◆ Stored data entries ◆
----

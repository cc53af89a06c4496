//! # References
//!
//! References from a DBCluster to Kubernetes secrets.

use serde::{Deserialize, Serialize};

/// Reference to a secret
#[derive(Debug, Clone, PartialEq, Eq, Deserialize, Serialize, schemars::JsonSchema)]
#[serde(rename_all = "camelCase")]
pub struct SecretReference {
    /// Name of the secret
    pub name: String,
    /// Namespace of the secret
    pub namespace: String,
}

/// Reference to a single key of a secret
#[derive(Debug, Clone, PartialEq, Eq, Deserialize, Serialize, schemars::JsonSchema)]
#[serde(rename_all = "camelCase")]
pub struct SecretKeySelector {
    /// Name of the secret
    pub name: String,
    /// Namespace of the secret
    pub namespace: String,
    /// Key within the secret data
    pub key: String,
}
//! # Adapter Errors
//!
//! Error taxonomy returned by the lifecycle hooks to the converge engine.
//! The engine owns logging, backoff and requeueing; hooks never retry.

use thiserror::Error;

/// Boxed error from an external collaborator
pub type BoxError = Box<dyn std::error::Error + Send + Sync + 'static>;

pub const ERR_GET_PASSWORD: &str = "cannot get password from the given secret";
pub const ERR_GENERATE_PASSWORD: &str = "unable to generate a password";
pub const ERR_GET_SECRET_FAILED: &str = "failed to get Kubernetes secret";
pub const ERR_UPDATE_SECRET_FAILED: &str = "failed to update Kubernetes secret";
pub const ERR_SAVE_SECRET_FAILED: &str = "failed to save generated password to Kubernetes secret";
pub const ERR_NO_PASSWORD_SECRET_REF: &str =
    "no masterUserPasswordSecretRef given, unable to save password";

#[derive(Debug, Error)]
pub enum AdapterError {
    /// A required reference is missing from the spec
    #[error("{0}")]
    Configuration(&'static str),

    /// Password generation or secret read failed
    #[error("{context}: {source}")]
    Credential {
        context: &'static str,
        #[source]
        source: BoxError,
    },

    /// Secret write failed
    #[error("{context}: {source}")]
    Persistence {
        context: &'static str,
        #[source]
        source: BoxError,
    },

    /// Failure reported by the provider API, passed through unchanged
    #[error(transparent)]
    Provider(BoxError),
}

impl AdapterError {
    pub(crate) fn credential(context: &'static str, source: impl Into<BoxError>) -> Self {
        Self::Credential {
            context,
            source: source.into(),
        }
    }

    pub(crate) fn persistence(context: &'static str, source: impl Into<BoxError>) -> Self {
        Self::Persistence {
            context,
            source: source.into(),
        }
    }

    /// Wrap a provider-side failure
    pub fn provider(source: impl Into<BoxError>) -> Self {
        Self::Provider(source.into())
    }

    /// Stable context string identifying the failed step, if any
    #[must_use]
    pub fn context(&self) -> Option<&'static str> {
        match self {
            Self::Configuration(msg) => Some(msg),
            Self::Credential { context, .. } | Self::Persistence { context, .. } => Some(context),
            Self::Provider(_) => None,
        }
    }
}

----

◆ Problem requirements ◆
In the data above, find each line where the string "impl" appears, then copy it.

◆ Result for this task ◆
impl AdapterError {
    pub(crate) fn credential(context: &'static str, source: impl Into<BoxError>) -> Self {
    pub(crate) fn persistence(context: &'static str, source: impl Into<BoxError>) -> Self {
    pub fn provider(source: impl Into<BoxError>) -> Self {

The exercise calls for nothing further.